The AEP has several levels. We start from the most basic level of the AEP, which we call AEP0, defined in reference to a graph G = (N, E), with node set N = {1, …, n} and edge set E = {{i,j}, i, j ∈ N} ⊂ N × N. Each node i ∈ N identifies an entity such as an individual or business or institution, and each edge {i,j} identifies an exchange link between i and j. Let A denote the set of asset types (classes), where elements α ∈ A can represent classes of tokens in a cryptocurrency application or types of securities in a securities market or categories of commodities in a commodity market, and so forth. In the following we use the term assets interchangeably with the term asset types.

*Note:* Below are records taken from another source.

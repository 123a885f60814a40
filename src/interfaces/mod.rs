pub mod console;
pub mod draft_file;
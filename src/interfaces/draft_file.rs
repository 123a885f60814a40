use crate::domain::draft::{Document, RegistrationDraft};
use crate::error::Result;
use serde::Deserialize;
use std::collections::BTreeMap;
use std::path::{Path, PathBuf};

/// A registration draft on disk: form fields plus paths of the attachments.
///
/// Relative attachment paths are resolved against the draft file's directory.
#[derive(Debug, Clone, Default, Deserialize)]
#[serde(rename_all = "camelCase", default)]
pub struct DraftFile {
    pub full_name: String,
    pub email: String,
    pub phone: String,
    pub password: String,
    pub category: String,
    pub documents: Vec<PathBuf>,
    pub voter_id: Option<PathBuf>,
    pub extra: BTreeMap<String, String>,
}

impl DraftFile {
    pub async fn read(path: &Path) -> Result<Self> {
        let bytes = tokio::fs::read(path).await?;
        Ok(serde_json::from_slice(&bytes)?)
    }

    /// Reads the attachments and builds the in-memory draft.
    pub async fn into_draft(self, base_dir: &Path) -> Result<RegistrationDraft> {
        let mut documents = Vec::with_capacity(self.documents.len());
        for path in &self.documents {
            documents.push(load_document(&base_dir.join(path)).await?);
        }
        let voter_id = match &self.voter_id {
            Some(path) => Some(load_document(&base_dir.join(path)).await?),
            None => None,
        };

        Ok(RegistrationDraft {
            full_name: self.full_name,
            email: self.email,
            phone: self.phone,
            password: self.password,
            category: self.category,
            documents,
            voter_id,
            extra: self.extra,
        })
    }
}

async fn load_document(path: &Path) -> Result<Document> {
    let bytes = tokio::fs::read(path).await?;
    let file_name = path
        .file_name()
        .map(|name| name.to_string_lossy().into_owned())
        .unwrap_or_default();
    Ok(Document::new(file_name, content_type(path), bytes))
}

fn content_type(path: &Path) -> &'static str {
    let extension = path
        .extension()
        .map(|ext| ext.to_string_lossy().to_ascii_lowercase());
    match extension.as_deref() {
        Some("pdf") => "application/pdf",
        Some("png") => "image/png",
        Some("jpg" | "jpeg") => "image/jpeg",
        Some("webp") => "image/webp",
        _ => "application/octet-stream",
    }
}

In AEP0, each node i ∈ N has a set Si of assets it can send (i.e., can agree to send) to other nodes and a set Ri of assets it can receive (i.e., can agree to receive) from other nodes. Thus, for example, if α′ ∈ Si and α″ ∈ Ri, then node i can agree to send asset α' and agree to receive asset α" from other nodes. More precisely, Ri denotes assets that i desires (considers beneficial) to receive and Si denotes assets that i is willing to send (in return for obtaining an asset in the set Ri). We say a transfer of asset α from node i to node j is admissible if α ∈ Si and α ∈ Rj (α ∈ Si ∩ Rj). We allow only admissible transfers in seeking asset exchanges that benefit all participants.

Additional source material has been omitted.